Abstract

Architecting self-adaptive software systems is challenging. These systems must achieve their goals not only in the environment in which they are deployed initially, but also as this environment changes over time. When self-adaptive systems are used in safety-critical and business-critical applications, this challenge is compounded by the need to also provide guarantees that the system operates correctly at all times. For traditional software systems, such guarantees are provided through assurance cases. These are structured arguments which use comprehensive development-time evidence to explain why a system can be trusted when used for its planned application in a given environment.
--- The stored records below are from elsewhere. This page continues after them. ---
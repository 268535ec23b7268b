use crate::interpreter::token::Token;
use std::fmt;
use std::fmt::Formatter;

/// A binary mathematical operator.
#[derive(Debug, Copy, Clone, PartialEq, Eq, Hash)]
pub enum BinaryOperator {
    Add,
    Subtract,
    Multiply,
    Divide,
    Exponentiate,
}

impl BinaryOperator {
    pub const fn symbol(&self) -> char {
        match self {
            BinaryOperator::Add => '+',
            BinaryOperator::Subtract => '-',
            BinaryOperator::Multiply => '*',
            BinaryOperator::Divide => '/',
            BinaryOperator::Exponentiate => '^',
        }
    }

    pub fn token(&self) -> Token {
        match self {
            BinaryOperator::Add => Token::Plus,
            BinaryOperator::Subtract => Token::Dash,
            BinaryOperator::Multiply => Token::Asterisk,
            BinaryOperator::Divide => Token::ForwardSlash,
            BinaryOperator::Exponentiate => Token::Caret,
        }
    }

    /// Higher binds tighter.
    pub const fn precedence(&self) -> i8 {
        match self {
            BinaryOperator::Add | BinaryOperator::Subtract => 3,
            BinaryOperator::Multiply | BinaryOperator::Divide => 4,
            BinaryOperator::Exponentiate => 5,
        }
    }

    pub(crate) fn precedence_gt(&self, other: &Self) -> bool {
        self.precedence().gt(&other.precedence())
    }

    /// Division by zero is not checked and yields infinity or NaN.
    pub fn evaluate(&self, a: f64, b: f64) -> f64 {
        match self {
            BinaryOperator::Add => a + b,
            BinaryOperator::Subtract => a - b,
            BinaryOperator::Multiply => a * b,
            BinaryOperator::Divide => a / b,
            BinaryOperator::Exponentiate => f64::powf(a, b),
        }
    }
}

impl fmt::Display for BinaryOperator {
    fn fmt(&self, f: &mut Formatter<'_>) -> fmt::Result {
        write!(f, "{}", self.symbol())
    }
}
use crate::interpreter::error::ExpressionError;
use crate::interpreter::evaluator::evaluate;
use crate::interpreter::parser::{to_postfix, tree_builder};
use crate::interpreter::syntax::node::Node;
use crate::interpreter::tokens_to_string;
use anyhow::{Context, Result};
use log::debug;
use std::fmt;
use std::fmt::{Display, Formatter};

/// An infix expression together with its postfix form and its expression tree.
#[derive(Clone, Debug, Default, PartialEq)]
pub struct ExpressionTree {
    root: Option<Node>,
    infix: String,
    postfix: String,
}

impl ExpressionTree {
    /// Parses an infix expression and builds its tree.
    ///
    /// # Arguments
    ///
    /// * `expression`: The text-representation of the infix expression.
    ///
    /// returns: The tree, or an error if any part of the expression can not be understood.
    pub fn new(expression: &str) -> Result<ExpressionTree> {
        let postfix_tokens = to_postfix(expression)?;
        let postfix = tokens_to_string(postfix_tokens.clone())?;
        let root = tree_builder::build(postfix_tokens)
            .with_context(|| format!("Could not build a tree from {:?}", expression))?;
        debug!(
            "Built expression tree for {:?} with {} operations",
            expression,
            root.operation_count()
        );

        Ok(ExpressionTree {
            root: Some(root),
            infix: expression.to_string(),
            postfix,
        })
    }

    /// Replaces this tree with the tree of another expression.
    ///
    /// If the new expression fails to parse, the current tree is left as it was.
    pub fn rebind(&mut self, expression: &str) -> Result<()> {
        *self = ExpressionTree::new(expression)?;
        Ok(())
    }

    pub fn eval(&self) -> Result<f64> {
        let root = self
            .root
            .as_ref()
            .ok_or(ExpressionError::UninitializedTree)?;
        Ok(evaluate(root))
    }

    pub fn is_empty(&self) -> bool {
        self.root.is_none()
    }

    pub fn root(&self) -> Option<&Node> {
        self.root.as_ref()
    }

    pub fn infix(&self) -> &str {
        &self.infix
    }

    pub fn to_postfix_string(&self) -> &str {
        &self.postfix
    }
}

impl Display for ExpressionTree {
    fn fmt(&self, f: &mut Formatter<'_>) -> fmt::Result {
        f.write_str(&self.postfix)
    }
}

#[cfg(test)]
mod tests {
    use super::*;
    use crate::interpreter::operator::BinaryOperator;
    use crate::interpreter::parser::convert;
    use pretty_assertions::assert_eq;

    fn error_kind(error: &anyhow::Error) -> Option<&ExpressionError> {
        error.downcast_ref::<ExpressionError>()
    }

    #[test]
    fn simple_expression_evaluates_and_prints_as_postfix() {
        let tree = ExpressionTree::new("3 + 4").unwrap();

        assert_eq!(tree.eval().unwrap(), 7.0);
        assert_eq!(tree.to_string(), "3 4 +");
        assert_eq!(tree.infix(), "3 + 4");
    }

    #[test]
    fn single_operand_is_a_leaf() {
        let tree = ExpressionTree::new("42").unwrap();

        assert_eq!(tree.root(), Some(&Node::new_operand(42.0)));
        assert_eq!(tree.eval().unwrap(), 42.0);
        assert_eq!(tree.to_postfix_string(), "42");
    }

    #[test]
    fn stored_postfix_matches_conversion_and_tree() {
        for expression in [
            "3 + 4",
            "32 * 3 + 2 / 5 ^    7",
            "(1 + 2) * 3",
            "2 ^ 3 ^ 2",
            "((10 - 2) * (3 + 4)) / (5 - 6 ^ 2)",
        ] {
            let tree = ExpressionTree::new(expression).unwrap();
            let regenerated = tokens_to_string(tree.root().unwrap().to_postfix()).unwrap();

            assert_eq!(tree.to_postfix_string(), convert(expression).unwrap());
            assert_eq!(tree.to_postfix_string(), regenerated);
        }
    }

    #[test]
    fn empty_expression_is_invalid() {
        let error = ExpressionTree::new("").unwrap_err();

        assert_eq!(error_kind(&error), Some(&ExpressionError::InvalidExpression));
    }

    #[test]
    fn lone_operator_is_invalid() {
        let error = ExpressionTree::new("+").unwrap_err();

        assert_eq!(error_kind(&error), Some(&ExpressionError::InvalidExpression));
    }

    #[test]
    fn missing_operand_is_invalid() {
        let error = ExpressionTree::new("3 +").unwrap_err();

        assert_eq!(error_kind(&error), Some(&ExpressionError::InvalidExpression));
    }

    #[test]
    fn unknown_character_is_reported() {
        let error = ExpressionTree::new("3 % 4").unwrap_err();

        assert_eq!(
            error_kind(&error),
            Some(&ExpressionError::UnexpectedCharacter {
                character: '%',
                position: 2
            })
        );
    }

    #[test]
    fn empty_tree_can_not_be_evaluated() {
        let tree = ExpressionTree::default();

        let error = tree.eval().unwrap_err();

        assert!(tree.is_empty());
        assert_eq!(tree.to_postfix_string(), "");
        assert_eq!(error_kind(&error), Some(&ExpressionError::UninitializedTree));
    }

    #[test]
    fn rebinding_replaces_the_whole_tree() {
        let mut tree = ExpressionTree::new("(1 + 2) * 3").unwrap();

        tree.rebind("8 / 2").unwrap();

        let expected_root = Node::new_binary_operation(
            BinaryOperator::Divide,
            Node::new_operand(8.0),
            Node::new_operand(2.0),
        );
        assert_eq!(tree.root(), Some(&expected_root));
        assert_eq!(tree.infix(), "8 / 2");
        assert_eq!(tree.to_postfix_string(), "8 2 /");
        assert_eq!(tree.eval().unwrap(), 4.0);
    }

    #[test]
    fn failed_rebinding_keeps_the_previous_tree() {
        let mut tree = ExpressionTree::new("(1 + 2) * 3").unwrap();
        let before = tree.clone();

        tree.rebind("1 + ").unwrap_err();

        assert_eq!(tree, before);
        assert_eq!(tree.eval().unwrap(), 9.0);
    }
}
/// Registry entry for a token. Entries are never deleted: disallowing a token
/// flips `allowed` but keeps balances and positions readable, so funds in a
/// since-disallowed token are never trapped.
#[derive(Clone, Copy, Debug, PartialEq, Eq, BorshSerialize, BorshDeserialize)]
pub struct TokenMeta {
    /// Whether new deposits and settlements may use this token
    pub allowed: bool,

    /// 10^decimals of the token; the fixed-point unit ratios are quoted per
    pub magnitude: u64,

    /// Opaque oracle feed id for this token (interpreted by the wrapper)
    pub price_feed: [u8; 32],

    /// Opaque custody account id the wrapper holds this token in
    pub vault: [u8; 32],

    /// Book balance: everything the hub holds of this token
    /// (principal + owed output + platform fees)
    pub balance: u128,

    /// Segregated protocol-fee balance, withdrawable only by the admin
    pub platform_balance: u128,
}

/// Canonical unordered token pair: `token_a < token_b` byte-wise, always.
#[derive(
    Clone, Copy, Debug, PartialEq, Eq, PartialOrd, Ord, BorshSerialize, BorshDeserialize,
)]
pub struct PairKey {
    pub token_a: TokenId,
    pub token_b: TokenId,
}

impl PairKey {
    /// Build the canonical key for two distinct tokens, in either order.
    pub fn new(x: TokenId, y: TokenId) -> Result<Self> {
        match x.cmp(&y) {
            core::cmp::Ordering::Less => Ok(Self { token_a: x, token_b: y }),
            core::cmp::Ordering::Greater => Ok(Self { token_a: y, token_b: x }),
            core::cmp::Ordering::Equal => Err(HubError::SameToken),
        }
    }

    /// Direction index for a conversion out of `from`: 0 = A->B, 1 = B->A.
    #[inline]
    pub fn direction(&self, from: &TokenId) -> usize {
        if *from == self.token_a {
            0
        } else {
            1
        }
    }
}
//! Bootcamp directory entry point
//!
//! Parses arguments and dispatches through `cli::run`. Errors are printed to
//! stderr and the process exits non-zero.

use bootcamp_directory::cli;

fn main() {
    if let Err(e) = cli::run() {
        eprintln!("{}", e);
        std::process::exit(1);
    }
}
//! # Average Cost Maintenance
//!
//! Keeps `Bootcamp.average_cost` in line with the tuition of its courses.
//! Course operations call [`AverageCostMaintainer::refresh`] after every write
//! that can change the mean.
//!
//! Failures stay here: they are logged and the triggering operation succeeds
//! regardless. Two concurrent refreshes for one bootcamp may interleave, and
//! the last write wins.

use std::sync::Arc;

use tracing::{debug, error, warn};
use uuid::Uuid;

use crate::store::RecordStore;

/// Round a mean tuition up to the next multiple of 10
pub fn round_up_to_ten(mean: f64) -> f64 {
    (mean / 10.0).ceil() * 10.0
}

/// Recomputes the derived average cost of a bootcamp
#[derive(Clone)]
pub struct AverageCostMaintainer {
    store: Arc<dyn RecordStore>,
}

impl AverageCostMaintainer {
    pub fn new(store: Arc<dyn RecordStore>) -> Self {
        Self { store }
    }

    /// Recompute and store the average cost of `bootcamp_id`.
    ///
    /// Returns the stored value, or `None` when nothing was written. With no
    /// remaining courses the previous value is kept.
    pub async fn refresh(&self, bootcamp_id: Uuid) -> Option<f64> {
        debug!(bootcamp = %bootcamp_id, "Calculating average cost");

        let mean = match self.store.average_tuition(bootcamp_id).await {
            Ok(Some(mean)) => mean,
            Ok(None) => {
                warn!(bootcamp = %bootcamp_id, "No courses left; average cost unchanged");
                return None;
            }
            Err(e) => {
                error!(bootcamp = %bootcamp_id, error = %e, "Average tuition aggregation failed");
                return None;
            }
        };

        let average_cost = round_up_to_ten(mean);
        match self.store.set_average_cost(bootcamp_id, average_cost).await {
            Ok(Some(_)) => {
                debug!(bootcamp = %bootcamp_id, average_cost, "Average cost updated");
                Some(average_cost)
            }
            Ok(None) => {
                warn!(bootcamp = %bootcamp_id, "Bootcamp vanished before average cost update");
                None
            }
            Err(e) => {
                error!(bootcamp = %bootcamp_id, error = %e, "Average cost update failed");
                None
            }
        }
    }
}

#[cfg(test)]
mod tests {
    use super::*;

    #[test]
    fn test_round_up_to_ten() {
        assert_eq!(round_up_to_ten(1500.0), 1500.0);
        assert_eq!(round_up_to_ten(1025.0), 1030.0);
        assert_eq!(round_up_to_ten(1020.01), 1030.0);
        assert_eq!(round_up_to_ten(0.0), 0.0);
    }

    #[tokio::test]
    async fn test_refresh_unknown_bootcamp_is_silent() {
        let store: Arc<dyn RecordStore> = Arc::new(crate::store::InMemoryStore::new());
        let maintainer = AverageCostMaintainer::new(store);
        assert_eq!(maintainer.refresh(Uuid::new_v4()).await, None);
    }
}
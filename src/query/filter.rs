//! # Filter Expressions
//!
//! Comparison filters evaluated against serialized records. A filter on an
//! array-valued field matches when any element matches.

use std::cmp::Ordering;

use chrono::{DateTime, Utc};
use serde_json::Value;

/// Filter operators
#[derive(Debug, Clone, Copy, PartialEq, Eq)]
pub enum FilterOperator {
    Eq,
    Ne,
    Gt,
    Gte,
    Lt,
    Lte,
    In,
}

impl FilterOperator {
    /// Parse the bracketed operator of `field[op]`
    pub fn from_bracket(op: &str) -> Option<Self> {
        match op {
            "eq" => Some(FilterOperator::Eq),
            "ne" => Some(FilterOperator::Ne),
            "gt" => Some(FilterOperator::Gt),
            "gte" => Some(FilterOperator::Gte),
            "lt" => Some(FilterOperator::Lt),
            "lte" => Some(FilterOperator::Lte),
            "in" => Some(FilterOperator::In),
            _ => None,
        }
    }
}

/// A filter expression
#[derive(Debug, Clone, PartialEq)]
pub struct FilterExpr {
    pub field: String,
    pub operator: FilterOperator,
    pub value: Value,
}

impl FilterExpr {
    pub fn new(field: impl Into<String>, operator: FilterOperator, value: Value) -> Self {
        Self {
            field: field.into(),
            operator,
            value,
        }
    }

    pub fn equals(field: impl Into<String>, value: Value) -> Self {
        Self::new(field, FilterOperator::Eq, value)
    }

    pub fn in_list(field: impl Into<String>, values: Vec<Value>) -> Self {
        Self::new(field, FilterOperator::In, Value::Array(values))
    }

    /// Check if a record matches this filter
    pub fn matches(&self, doc: &Value) -> bool {
        let field_value = match doc.get(&self.field) {
            Some(v) => v,
            None => return self.operator == FilterOperator::Ne,
        };

        match (field_value, self.operator) {
            // "not equal" on an array means no element equals
            (Value::Array(items), FilterOperator::Ne) => {
                !items.iter().any(|item| self.matches_scalar(item, FilterOperator::Eq))
            }
            (Value::Array(items), op) => items.iter().any(|item| self.matches_scalar(item, op)),
            (scalar, op) => self.matches_scalar(scalar, op),
        }
    }

    fn matches_scalar(&self, field_value: &Value, operator: FilterOperator) -> bool {
        match operator {
            FilterOperator::Eq => loosely_equal(field_value, &self.value),
            FilterOperator::Ne => !loosely_equal(field_value, &self.value),
            FilterOperator::Gt => compare_json_values(field_value, &self.value) == Some(Ordering::Greater),
            FilterOperator::Gte => matches!(
                compare_json_values(field_value, &self.value),
                Some(Ordering::Greater | Ordering::Equal)
            ),
            FilterOperator::Lt => compare_json_values(field_value, &self.value) == Some(Ordering::Less),
            FilterOperator::Lte => matches!(
                compare_json_values(field_value, &self.value),
                Some(Ordering::Less | Ordering::Equal)
            ),
            FilterOperator::In => match self.value.as_array() {
                Some(candidates) => candidates.iter().any(|c| loosely_equal(field_value, c)),
                None => false,
            },
        }
    }
}

/// Equality that treats `1` and `1.0` as the same number
fn loosely_equal(a: &Value, b: &Value) -> bool {
    match (a, b) {
        (Value::Number(_), Value::Number(_)) => {
            compare_json_values(a, b) == Some(Ordering::Equal)
        }
        _ => a == b,
    }
}

/// Order two JSON scalars; RFC 3339 strings compare as instants
pub(crate) fn compare_json_values(a: &Value, b: &Value) -> Option<Ordering> {
    match (a, b) {
        (Value::Number(a), Value::Number(b)) => a.as_f64()?.partial_cmp(&b.as_f64()?),
        (Value::String(a), Value::String(b)) => {
            match (
                a.parse::<DateTime<Utc>>(),
                b.parse::<DateTime<Utc>>(),
            ) {
                (Ok(a), Ok(b)) => Some(a.cmp(&b)),
                _ => Some(a.cmp(b)),
            }
        }
        (Value::Bool(a), Value::Bool(b)) => Some(a.cmp(b)),
        (Value::Null, Value::Null) => Some(Ordering::Equal),
        _ => None,
    }
}

/// A set of filters combined with AND logic
#[derive(Debug, Clone, Default, PartialEq)]
pub struct FilterSet {
    pub filters: Vec<FilterExpr>,
}

impl FilterSet {
    pub fn new() -> Self {
        Self::default()
    }

    pub fn and(mut self, filter: FilterExpr) -> Self {
        self.filters.push(filter);
        self
    }

    pub fn is_empty(&self) -> bool {
        self.filters.is_empty()
    }

    /// Check if a record matches all filters
    pub fn matches(&self, doc: &Value) -> bool {
        self.filters.iter().all(|f| f.matches(doc))
    }
}

#[cfg(test)]
mod tests {
    use super::*;
    use serde_json::json;

    #[test]
    fn test_eq_filter() {
        let filter = FilterExpr::equals("housing", json!(true));

        assert!(filter.matches(&json!({"housing": true})));
        assert!(!filter.matches(&json!({"housing": false})));
        assert!(!filter.matches(&json!({})));
    }

    #[test]
    fn test_numeric_comparisons() {
        let lte = FilterExpr::new("averageCost", FilterOperator::Lte, json!(10000));

        assert!(lte.matches(&json!({"averageCost": 10000.0})));
        assert!(lte.matches(&json!({"averageCost": 9000})));
        assert!(!lte.matches(&json!({"averageCost": 10010})));
        assert!(!lte.matches(&json!({"averageCost": null})));
    }

    #[test]
    fn test_in_filter_on_array_field() {
        let filter = FilterExpr::in_list("careers", vec![json!("Business"), json!("UI/UX")]);

        assert!(filter.matches(&json!({"careers": ["Web Development", "UI/UX"]})));
        assert!(!filter.matches(&json!({"careers": ["Data Science"]})));
    }

    #[test]
    fn test_eq_on_array_field_matches_any_element() {
        let filter = FilterExpr::equals("careers", json!("Business"));
        assert!(filter.matches(&json!({"careers": ["Other", "Business"]})));
    }

    #[test]
    fn test_ne_on_array_field() {
        let filter = FilterExpr::new("careers", FilterOperator::Ne, json!("Business"));
        assert!(!filter.matches(&json!({"careers": ["Other", "Business"]})));
        assert!(filter.matches(&json!({"careers": ["Other"]})));
    }

    #[test]
    fn test_timestamps_compare_as_instants() {
        let a = json!("2024-01-01T12:00:00.1Z");
        let b = json!("2024-01-01T12:00:00.123Z");
        assert_eq!(compare_json_values(&a, &b), Some(Ordering::Less));
    }

    #[test]
    fn test_filter_set() {
        let filters = FilterSet::new()
            .and(FilterExpr::equals("housing", json!(true)))
            .and(FilterExpr::new("averageRating", FilterOperator::Gt, json!(7)));

        assert!(filters.matches(&json!({"housing": true, "averageRating": 8.5})));
        assert!(!filters.matches(&json!({"housing": false, "averageRating": 8.5})));
    }
}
This tutorial presents the ENTRUST methodology for achieving a similar level of trust in self-adaptive systems [1]. ENTRUST is the first end-to-end methodology for architecting trustworthy self-adaptive systems and dynamic assurance cases guaranteeing the suitability of the software for its intended applications. As advocated by major research initiatives such as the UK-led Assuring Autonomy International Programme (https://www.york.ac.uk/assuring-autonomy/). ENTRUST dynamic assurance cases seamlessly combine evidence obtained during the development of a self-adaptive software system with evidence obtained from its additional verification at runtime. As such, each reconfiguration of an ENTRUST self-adaptive system is accompanied by a new version of the assurance case that confirms the trustworthiness of the reconfigured system architecture.